But whatever objection there may be against trying truth by ridicule, there can be none, I apprehend, of making use of its assistance in expelling and banishing all falsehood and imposture, when once fairly convicted, out of society; and as this method is for this purpose very unexceptionable, so is it generally the most efficacious that can be invented; as will appear by some examples which will occur in the course of our comment on his lordship's essays, or fragments of essays, on which we shall now enter without farther preface or apology.

* Essay on the freedom of wit and humour, part I. sect. i,

SECT. I.

AND here, as a proof that we are as liable to be corrupted by our books as by our companions, I am in danger of setting out with a contradiction. Nay, I must yet venture to do this in some degree with my eyes open, and must lay my defence on a distinction rather too nice, and which relies too much on the candour of my reader.

The truth is, our noble author's chief strength lies in that very circumstance which I have before asserted to be of itself alone a sufficient argument of his weakness; whereas, on the contrary, his manner affords such a protection to his matter, that if he had designed to reserve to himself the sole privilege of answering his own doctrine, he could not have invented a more ingenious or effectual contrivance. It hath been alleged as a good reason for not answering certain books, that one must be obliged first to read them; but surely we shall find few men so very charitable, or so much our friends, to give them order and method with a view only of complimenting them with an answer.

This, however, I attempted, though I own with no great success; and that not so much, I apprehend, from want of sufficient matter to make out such colourable systems as may be expected in such a writer, as from a certain dark, cautious, and loose. manner of expressing his sentiments, which must arise either from a writer's desire of not being very easily explained, or from an incapacity of making himself very clearly understood. The difficulties arising to the commentator on these fragments, will appear to be assignable only to the former cause: for a very indifferent reader will be seldom at a loss

in comprehending his lordship in his own works; but to transfer his doctrines with their authority (i. e. the ipse dixit of the author) into another work, is often very difficult, and without long quotations, too apt to tire the reader, impossible. In this light a very fine thought of Mr. Pope's occurs to my memory.

'Tho' index-learning turns no student pale,

It holds the eel of science by the tail.'

The best way then of proceeding with so slippery a reasoner; the only way, indeed, in which I see any possibility of proceeding with him, is first to lay down some general rules, all of which will hereafter be proved out of his writings, and then pursuing him chapter by chapter, to extract the several proofs, however scattered and dispersed, which tend to establish both parts of the contradictions, which I shall now set down.
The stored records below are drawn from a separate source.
//! Protocol Buffers codec.
//!
//! The message types are declared with `prost` derives instead of being
//! generated at build time. The equivalent `.proto` definition is:
//!
//! ```text
//! syntax = "proto3";
//!
//! message TestRecord {
//!   message Entry {
//!     string rty = 1;
//!     int64 ott = 2;
//!   }
//!   int32 id = 1;
//!   string name = 2;
//!   repeated int32 service_ids = 3;
//!   repeated Entry tests = 4;
//!   repeated double flts = 5;
//!   map<string, int32> dict = 6;
//!   float very_long_name_for_small_variable = 7;
//! }
//! ```

use crate::codec::{Codec, Format};
use crate::error::{Error, Result};
use crate::record::{TestEntry, TestRecord};
use prost::Message;
use std::collections::HashMap;

#[derive(Clone, PartialEq, ::prost::Message)]
pub struct ProtoEntry {
    #[prost(string, tag = "1")]
    pub rty: String,
    #[prost(int64, tag = "2")]
    pub ott: i64,
}

#[derive(Clone, PartialEq, ::prost::Message)]
pub struct ProtoRecord {
    #[prost(int32, tag = "1")]
    pub id: i32,
    #[prost(string, tag = "2")]
    pub name: String,
    #[prost(int32, repeated, tag = "3")]
    pub service_ids: Vec<i32>,
    #[prost(message, repeated, tag = "4")]
    pub tests: Vec<ProtoEntry>,
    #[prost(double, repeated, tag = "5")]
    pub flts: Vec<f64>,
    #[prost(map = "string, int32", tag = "6")]
    pub dict: HashMap<String, i32>,
    #[prost(float, tag = "7")]
    pub very_long_name_for_small_variable: f32,
}

impl From<&TestRecord> for ProtoRecord {
    fn from(record: &TestRecord) -> Self {
        Self {
            id: record.id,
            name: record.name.clone(),
            service_ids: record.service_ids.clone(),
            tests: record
                .tests
                .iter()
                .map(|entry| ProtoEntry {
                    rty: entry.rty.clone(),
                    ott: entry.ott,
                })
                .collect(),
            flts: record.flts.clone(),
            dict: record.dict.clone(),
            very_long_name_for_small_variable: record.very_long_name_for_small_variable,
        }
    }
}

impl From<ProtoRecord> for TestRecord {
    fn from(message: ProtoRecord) -> Self {
        Self {
            id: message.id,
            name: message.name,
            service_ids: message.service_ids,
            tests: message
                .tests
                .into_iter()
                .map(|entry| TestEntry {
                    rty: entry.rty,
                    ott: entry.ott,
                })
                .collect(),
            flts: message.flts,
            dict: message.dict,
            very_long_name_for_small_variable: message.very_long_name_for_small_variable,
        }
    }
}

#[derive(Debug, Clone, Copy, Default)]
pub struct ProtobufCodec;

impl Codec for ProtobufCodec {
    type Message = ProtoRecord;

    fn format(&self) -> Format {
        Format::Protobuf
    }

    fn encode(&self, message: &ProtoRecord) -> Result<Vec<u8>> {
        Ok(message.encode_to_vec())
    }

    fn decode(&self, bytes: &[u8]) -> Result<ProtoRecord> {
        ProtoRecord::decode(bytes).map_err(|e| Error::decode(Format::Protobuf, e))
    }
}

#[cfg(test)]
mod tests {
    use super::*;
    use crate::generator::RecordGenerator;

    #[test]
    fn test_protobuf_roundtrip_generated() {
        let record = RecordGenerator::seeded(5).next_record();
        let codec = ProtobufCodec;
        let message = codec.prepare(&record);
        let bytes = codec.encode(&message).unwrap();
        let decoded = codec.decode(&bytes).unwrap();
        assert!(codec.matches(&decoded, &record));
        assert_eq!(TestRecord::from(decoded), record);
    }

    #[test]
    fn test_default_record_encodes_to_nothing() {
        // proto3 omits fields that hold their default value.
        let bytes = ProtobufCodec
            .encode(&ProtoRecord::from(&TestRecord::default()))
            .unwrap();
        assert!(bytes.is_empty());
    }

    #[test]
    fn test_truncated_input_is_decode_error() {
        let record = RecordGenerator::seeded(9).next_record();
        let bytes = ProtobufCodec.encode(&ProtoRecord::from(&record)).unwrap();
        // Field 7 (a fixed32 float) is written last; cutting a byte splits it.
        let err = ProtobufCodec.decode(&bytes[..bytes.len() - 1]).unwrap_err();
        assert!(matches!(
            err,
            Error::Decode {
                format: Format::Protobuf,
                ..
            }
        ));
    }
}
//! The record pushed through every codec.

use serde::{Deserialize, Serialize};
use std::collections::HashMap;

/// One element of [`TestRecord::tests`].
#[derive(Serialize, Deserialize, Debug, Clone, PartialEq, Default)]
pub struct TestEntry {
    pub rty: String,
    pub ott: i64,
}

/// The ad hoc structure every format is measured against.
///
/// Field names double as XML element names, Avro field names and map keys in
/// the self-describing formats, so renaming a field changes encoded sizes.
/// Collections default to empty because XML drops empty repeated elements.
#[derive(Serialize, Deserialize, Debug, Clone, PartialEq, Default)]
pub struct TestRecord {
    pub id: i32,
    pub name: String,
    #[serde(default)]
    pub service_ids: Vec<i32>,
    #[serde(default)]
    pub tests: Vec<TestEntry>,
    #[serde(default)]
    pub flts: Vec<f64>,
    #[serde(default)]
    pub dict: HashMap<String, i32>,
    pub very_long_name_for_small_variable: f32,
}
//! Per-format measurements and their aggregation across trials.

use crate::codec::Format;
use std::ops::{AddAssign, Index, IndexMut};
use std::time::Instant;

/// Byte volume, serialization time and deserialization time for one format.
///
/// Within a trial this holds a single measurement; in a run total it holds
/// the component-wise sum over all trials.
#[derive(Debug, Clone, Copy, Default, PartialEq, Eq)]
pub struct DataItem {
    /// Encoded size in bytes.
    pub volume: u64,
    /// Encode time in nanoseconds.
    pub ser_nanos: u64,
    /// Read-and-decode time in nanoseconds.
    pub de_nanos: u64,
}

/// A [`DataItem`] divided by the number of trials.
#[derive(Debug, Clone, Copy, PartialEq)]
pub struct Averages {
    pub volume: f64,
    pub ser_nanos: f64,
    pub de_nanos: f64,
}

impl DataItem {
    pub fn new(volume: u64, ser_nanos: u64, de_nanos: u64) -> Self {
        Self {
            volume,
            ser_nanos,
            de_nanos,
        }
    }

    /// Averages over `iterations` trials. Zero iterations yields zeros.
    pub fn per_trial(&self, iterations: u32) -> Averages {
        if iterations == 0 {
            return Averages {
                volume: 0.0,
                ser_nanos: 0.0,
                de_nanos: 0.0,
            };
        }
        let n = f64::from(iterations);
        Averages {
            volume: self.volume as f64 / n,
            ser_nanos: self.ser_nanos as f64 / n,
            de_nanos: self.de_nanos as f64 / n,
        }
    }
}

impl AddAssign for DataItem {
    fn add_assign(&mut self, rhs: Self) {
        self.volume = self.volume.saturating_add(rhs.volume);
        self.ser_nanos = self.ser_nanos.saturating_add(rhs.ser_nanos);
        self.de_nanos = self.de_nanos.saturating_add(rhs.de_nanos);
    }
}

/// One [`DataItem`] per [`Format`].
#[derive(Debug, Clone, Copy, Default, PartialEq, Eq)]
pub struct Data {
    items: [DataItem; Format::ALL.len()],
}

impl Data {
    pub fn new() -> Self {
        Self::default()
    }

    /// Iterates `(format, item)` pairs in report order.
    pub fn iter(&self) -> impl Iterator<Item = (Format, &DataItem)> + '_ {
        Format::ALL.iter().copied().zip(self.items.iter())
    }
}

impl Index<Format> for Data {
    type Output = DataItem;

    fn index(&self, format: Format) -> &DataItem {
        &self.items[format.index()]
    }
}

impl IndexMut<Format> for Data {
    fn index_mut(&mut self, format: Format) -> &mut DataItem {
        &mut self.items[format.index()]
    }
}

impl AddAssign for Data {
    fn add_assign(&mut self, rhs: Self) {
        for (left, right) in self.items.iter_mut().zip(rhs.items) {
            *left += right;
        }
    }
}

/// Nanoseconds elapsed since `start`, saturating at `u64::MAX`.
pub(crate) fn elapsed_nanos(start: Instant) -> u64 {
    u64::try_from(start.elapsed().as_nanos()).unwrap_or(u64::MAX)
}

#[cfg(test)]
mod tests {
    use super::*;

    #[test]
    fn test_data_item_add_assign() {
        let mut total = DataItem::new(10, 20, 30);
        total += DataItem::new(1, 2, 3);
        assert_eq!(total, DataItem::new(11, 22, 33));
    }

    #[test]
    fn test_data_item_add_saturates() {
        let mut total = DataItem::new(u64::MAX, 0, 0);
        total += DataItem::new(1, 1, 1);
        assert_eq!(total, DataItem::new(u64::MAX, 1, 1));
    }

    #[test]
    fn test_per_trial_average() {
        let averages = DataItem::new(1000, 500, 250).per_trial(4);
        assert_eq!(averages.volume, 250.0);
        assert_eq!(averages.ser_nanos, 125.0);
        assert_eq!(averages.de_nanos, 62.5);
    }

    #[test]
    fn test_per_trial_zero_iterations() {
        let averages = DataItem::new(1000, 500, 250).per_trial(0);
        assert_eq!(averages.volume, 0.0);
    }

    #[test]
    fn test_data_add_is_per_format() {
        let mut total = Data::new();
        let mut trial = Data::new();
        trial[Format::Json] = DataItem::new(5, 6, 7);
        trial[Format::Avro] = DataItem::new(1, 1, 1);
        total += trial;
        total += trial;
        assert_eq!(total[Format::Json], DataItem::new(10, 12, 14));
        assert_eq!(total[Format::Avro], DataItem::new(2, 2, 2));
        assert_eq!(total[Format::Native], DataItem::default());
    }

    #[test]
    fn test_iter_follows_report_order() {
        let data = Data::new();
        let formats: Vec<_> = data.iter().map(|(f, _)| f).collect();
        assert_eq!(formats, Format::ALL.to_vec());
    }
}
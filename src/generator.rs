//! Seeded random generation of [`TestRecord`] values.
//!
//! Every trial of a benchmark run pushes one freshly generated record through
//! all codecs. The distributions are deliberately simple: the goal is a record
//! with a realistic mix of integers, floats, short mixed-script strings, nested
//! entries and a string-keyed map, not a statistically interesting workload.

use crate::record::{TestEntry, TestRecord};
use rand::rngs::StdRng;
use rand::{Rng, SeedableRng};
use std::collections::HashMap;

/// Upper bound (exclusive) for the length of each generated collection.
pub const MAX_COLLECTION_LEN: usize = 256;

/// Number of key/value draws used to fill [`TestRecord::dict`].
pub const DICT_DRAWS: usize = 256;

/// Upper bound (exclusive) for the length of each generated string, in characters.
pub const MAX_STRING_LEN: usize = 32;

/// Characters strings are built from: Latin letters, digits and Cyrillic letters.
pub const ALPHABET: &str = "abcdefghijklmnopqrstuvwxyzABCDEFGHIJKLMNOPQRSTUVWXYZ0123456789\
абвгдеёжзийклмнопрстуфхцчшщъыьэюяАБВГДЕЁЖЗИЙКЛМНОПРСТУФХЦЧШЩЪЫЬЭЮЯ";

/// Produces random [`TestRecord`]s from any `rand::Rng`.
///
/// ```rust
/// use codec_bench::RecordGenerator;
///
/// let mut a = RecordGenerator::seeded(7);
/// let mut b = RecordGenerator::seeded(7);
/// assert_eq!(a.next_record(), b.next_record());
/// ```
pub struct RecordGenerator<R: Rng> {
    rng: R,
    alphabet: Vec<char>,
}

impl RecordGenerator<StdRng> {
    /// Creates a deterministic generator: the same seed yields the same records.
    pub fn seeded(seed: u64) -> Self {
        Self::new(StdRng::seed_from_u64(seed))
    }
}

impl<R: Rng> RecordGenerator<R> {
    pub fn new(rng: R) -> Self {
        Self {
            rng,
            alphabet: ALPHABET.chars().collect(),
        }
    }

    /// Generates the next record.
    pub fn next_record(&mut self) -> TestRecord {
        let service_ids = (0..self.collection_len())
            .map(|_| self.signed_i32())
            .collect();

        let tests = (0..self.collection_len())
            .map(|_| TestEntry {
                rty: self.string(0),
                ott: i64::from(self.signed_i32()),
            })
            .collect();

        let flts = (0..self.collection_len())
            .map(|_| self.signed_f64())
            .collect();

        // Duplicate keys overwrite, so the map can end up smaller than DICT_DRAWS.
        let mut dict = HashMap::with_capacity(DICT_DRAWS);
        for _ in 0..DICT_DRAWS {
            let key = self.string(1);
            let value = self.signed_i32();
            dict.insert(key, value);
        }

        TestRecord {
            id: self.signed_i32(),
            name: self.string(0),
            service_ids,
            tests,
            flts,
            dict,
            very_long_name_for_small_variable: self.signed_f32(),
        }
    }

    fn collection_len(&mut self) -> usize {
        self.rng.gen_range(0..MAX_COLLECTION_LEN)
    }

    fn negate_half(&mut self) -> bool {
        self.rng.gen_bool(0.5)
    }

    /// Uniform in `[0, i32::MAX]`, negated half of the time.
    fn signed_i32(&mut self) -> i32 {
        let n = self.rng.gen_range(0..=i32::MAX);
        if self.negate_half() {
            -n
        } else {
            n
        }
    }

    /// Uniform in `[0, 1)`, negated half of the time.
    fn signed_f64(&mut self) -> f64 {
        let n: f64 = self.rng.gen();
        if self.negate_half() {
            -n
        } else {
            n
        }
    }

    fn signed_f32(&mut self) -> f32 {
        let n: f32 = self.rng.gen();
        if self.negate_half() {
            -n
        } else {
            n
        }
    }

    /// A string of `[min_len, MAX_STRING_LEN)` characters whose first
    /// character is never an ASCII digit.
    fn string(&mut self, min_len: usize) -> String {
        let len = self.rng.gen_range(min_len..MAX_STRING_LEN);
        let mut s = String::with_capacity(len * 2);
        for i in 0..len {
            let mut c = self.pick_char();
            while i == 0 && c.is_ascii_digit() {
                c = self.pick_char();
            }
            s.push(c);
        }
        s
    }

    fn pick_char(&mut self) -> char {
        self.alphabet[self.rng.gen_range(0..self.alphabet.len())]
    }
}

impl<R: Rng> Iterator for RecordGenerator<R> {
    type Item = TestRecord;

    fn next(&mut self) -> Option<Self::Item> {
        Some(self.next_record())
    }
}
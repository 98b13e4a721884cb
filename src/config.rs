//! Benchmark run configuration.

use crate::error::{Error, Result};
use std::path::{Path, PathBuf};

pub const DEFAULT_ITERATIONS: u32 = 1000;
pub const DEFAULT_SEED: u64 = 696969;
pub const DEFAULT_FILES_DIR: &str = "files";
pub const DEFAULT_REPORT_PATH: &str = "report/report.xlsx";

/// Settings for one benchmark run.
///
/// ```rust
/// use codec_bench::BenchConfig;
///
/// let config = BenchConfig::default()
///     .with_iterations(10)
///     .with_seed(1)
///     .with_report_path(None::<&str>);
/// assert!(config.validate().is_ok());
/// ```
#[derive(Debug, Clone, PartialEq)]
pub struct BenchConfig {
    /// Number of trials; each trial generates a fresh record.
    pub iterations: u32,
    /// Seed for the record generator.
    pub seed: u64,
    /// Directory the encoded bytes are written to and read back from.
    pub files_dir: PathBuf,
    /// Avro schema on disk. `None` uses the embedded schema.
    pub schema_path: Option<PathBuf>,
    /// Spreadsheet report destination. `None` skips the spreadsheet.
    pub report_path: Option<PathBuf>,
    /// CSV report destination. `None` skips the CSV.
    pub csv_path: Option<PathBuf>,
    /// Compare every decoded message with its source record.
    pub verify: bool,
}

impl Default for BenchConfig {
    fn default() -> Self {
        Self {
            iterations: DEFAULT_ITERATIONS,
            seed: DEFAULT_SEED,
            files_dir: PathBuf::from(DEFAULT_FILES_DIR),
            schema_path: None,
            report_path: Some(PathBuf::from(DEFAULT_REPORT_PATH)),
            csv_path: None,
            verify: false,
        }
    }
}

impl BenchConfig {
    pub fn with_iterations(mut self, iterations: u32) -> Self {
        self.iterations = iterations;
        self
    }

    pub fn with_seed(mut self, seed: u64) -> Self {
        self.seed = seed;
        self
    }

    pub fn with_files_dir(mut self, dir: impl Into<PathBuf>) -> Self {
        self.files_dir = dir.into();
        self
    }

    pub fn with_schema_path<P: AsRef<Path>>(mut self, path: Option<P>) -> Self {
        self.schema_path = path.map(|p| p.as_ref().to_path_buf());
        self
    }

    pub fn with_report_path<P: AsRef<Path>>(mut self, path: Option<P>) -> Self {
        self.report_path = path.map(|p| p.as_ref().to_path_buf());
        self
    }

    pub fn with_csv_path<P: AsRef<Path>>(mut self, path: Option<P>) -> Self {
        self.csv_path = path.map(|p| p.as_ref().to_path_buf());
        self
    }

    pub fn with_verify(mut self, verify: bool) -> Self {
        self.verify = verify;
        self
    }

    /// Rejects settings the harness cannot run with.
    pub fn validate(&self) -> Result<()> {
        if self.iterations == 0 {
            return Err(Error::InvalidConfig(
                "iterations must be at least 1".to_string(),
            ));
        }
        if self.files_dir.as_os_str().is_empty() {
            return Err(Error::InvalidConfig(
                "files directory must not be empty".to_string(),
            ));
        }
        Ok(())
    }
}
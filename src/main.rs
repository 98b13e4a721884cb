use clap::Parser;
use codec_bench::config::{DEFAULT_FILES_DIR, DEFAULT_ITERATIONS, DEFAULT_REPORT_PATH, DEFAULT_SEED};
use codec_bench::{BenchConfig, BenchReport, Harness, Result};
use std::path::{Path, PathBuf};
use std::process::ExitCode;
use tracing::{error, info};
use tracing_subscriber::EnvFilter;

#[derive(Parser, Debug)]
#[command(version, about = "Compare serialization formats by encoded size and speed")]
struct Cli {
    /// Number of trials, each with a freshly generated record.
    #[arg(long, short = 'n', default_value_t = DEFAULT_ITERATIONS)]
    iterations: u32,

    /// Seed for the record generator.
    #[arg(long, default_value_t = DEFAULT_SEED)]
    seed: u64,

    /// Scratch directory for the encoded files.
    #[arg(long, default_value = DEFAULT_FILES_DIR)]
    files_dir: PathBuf,

    /// Avro schema to load instead of the embedded one.
    #[arg(long)]
    schema: Option<PathBuf>,

    /// Spreadsheet report destination.
    #[arg(long, default_value = DEFAULT_REPORT_PATH)]
    report: PathBuf,

    /// Skip the spreadsheet report.
    #[arg(long, default_value_t = false)]
    no_report: bool,

    /// Also write the results as CSV.
    #[arg(long)]
    csv: Option<PathBuf>,

    /// Check every decoded record against the one that was encoded.
    #[arg(long, default_value_t = false)]
    verify: bool,
}

impl Cli {
    fn into_config(self) -> BenchConfig {
        let report = (!self.no_report).then_some(self.report);
        BenchConfig::default()
            .with_iterations(self.iterations)
            .with_seed(self.seed)
            .with_files_dir(self.files_dir)
            .with_schema_path(self.schema)
            .with_report_path(report)
            .with_csv_path(self.csv)
            .with_verify(self.verify)
    }
}

fn main() -> ExitCode {
    tracing_subscriber::fmt()
        .with_env_filter(
            EnvFilter::try_from_default_env().unwrap_or_else(|_| EnvFilter::new("info")),
        )
        .with_writer(std::io::stderr)
        .init();

    let cli = Cli::parse();
    match run(cli.into_config()) {
        Ok(()) => ExitCode::SUCCESS,
        Err(e) => {
            error!(error = %e, "benchmark failed");
            ExitCode::FAILURE
        }
    }
}

fn run(config: BenchConfig) -> Result<()> {
    let harness = Harness::new(config)?;
    let report = harness.run()?;

    report.write_table(std::io::stdout().lock())?;

    if let Some(path) = &harness.config().report_path {
        write_spreadsheet(&report, path)?;
    }
    if let Some(path) = &harness.config().csv_path {
        report.write_csv(path)?;
        info!(path = %path.display(), "wrote CSV report");
    }
    Ok(())
}

#[cfg(feature = "xlsx")]
fn write_spreadsheet(report: &BenchReport, path: &Path) -> Result<()> {
    report.write_xlsx(path)?;
    info!(path = %path.display(), "wrote spreadsheet report");
    Ok(())
}

#[cfg(not(feature = "xlsx"))]
fn write_spreadsheet(_report: &BenchReport, path: &Path) -> Result<()> {
    tracing::warn!(
        path = %path.display(),
        "built without the xlsx feature, skipping spreadsheet report"
    );
    Ok(())
}
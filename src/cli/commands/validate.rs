//! The `validate` command: check registry files without emitting.

use serde_json::json;

use crate::cli::args::{OutputFormat, ValidateArgs};
use crate::error::GlossaryError;
use crate::registry::validation::{self, RegistryValidation};
use crate::registry::loader;

use super::emit::strict_error;

/// Execute `validate`.
///
/// Findings are reported on stderr (human) or stdout (json). Without
/// `--strict` only unreadable or unparseable files fail the command.
///
/// # Errors
///
/// Returns an error if a file cannot be read or parsed, or if strict mode
/// is enabled and any finding was reported.
pub fn run(args: &ValidateArgs) -> Result<(), GlossaryError> {
    let mut reports = Vec::new();
    let mut total_findings = 0;
    let mut first_error = None;

    for path in &args.files {
        let registry = loader::load_registry_file(path)?;
        let validation = validation::validate(&registry);
        total_findings += validation.count();

        if first_error.is_none() {
            first_error = strict_error(&validation);
        }

        if args.format == OutputFormat::Human {
            report_human(&path.display().to_string(), &validation);
        }
        reports.push((path.display().to_string(), validation));
    }

    match args.format {
        OutputFormat::Human => {
            if total_findings == 0 {
                eprintln!("Validation passed");
            } else {
                eprintln!("{total_findings} finding(s)");
            }
        }
        OutputFormat::Json => {
            println!("{}", serde_json::to_string_pretty(&json_report(&reports))?);
        }
    }

    if args.strict
        && let Some(err) = first_error
    {
        return Err(err.into());
    }

    Ok(())
}

/// Print findings for one file in human format.
fn report_human(path: &str, validation: &RegistryValidation) {
    for dup in &validation.duplicate_names {
        eprintln!(
            "WARNING: {path}: duplicate function '{}' in lessons '{}' and '{}'",
            dup.name, dup.first, dup.second
        );
    }
    for lesson in &validation.empty_lessons {
        eprintln!("WARNING: {path}: lesson '{lesson}' defines no functions");
    }
    for (lesson, name) in &validation.non_mpi_names {
        eprintln!("WARNING: {path}: '{name}' in lesson '{lesson}' is not an MPI_ identifier");
    }
}

/// Build the JSON report structure.
fn json_report(reports: &[(String, RegistryValidation)]) -> serde_json::Value {
    let files: Vec<_> = reports
        .iter()
        .map(|(path, v)| {
            json!({
                "path": path,
                "findings": {
                    "duplicate_names": v
                        .duplicate_names
                        .iter()
                        .map(|d| json!({
                            "name": d.name,
                            "first": d.first,
                            "second": d.second,
                        }))
                        .collect::<Vec<_>>(),
                    "empty_lessons": v.empty_lessons,
                    "non_mpi_names": v
                        .non_mpi_names
                        .iter()
                        .map(|(lesson, name)| json!({"lesson": lesson, "name": name}))
                        .collect::<Vec<_>>(),
                },
            })
        })
        .collect();

    let total: usize = reports.iter().map(|(_, v)| v.count()).sum();

    json!({
        "files": files,
        "summary": {
            "files": reports.len(),
            "findings": total,
        },
    })
}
Our noble author sets out in his first section with a sly insinuation, that it is possible for the gravest of philosophers on the gravest of subjects, to advance propositions in jest. It is more probable,' says lord Band it is more candid to believe, that this philosopher (Descartes) was in earnest, than that he was in jest, when he advanced this 'proposition *,' concerning the immutability and eternity of certain mathematical truths. I will add, that I believe that an idea of such jesting had never any footing in a human head, till it first found admission into that of this noble lord.

In the same section his lordship proceeds thus: • The antients thought matter eternal, and assumed that the Demiurgus, or Divine Architect, composed the frame of the world with materials which were ready prepared, and independently on him, in a confused chaos. Much in the same manner 'such metaphysicians as the learned Cudworth have

* Essays, p. 4.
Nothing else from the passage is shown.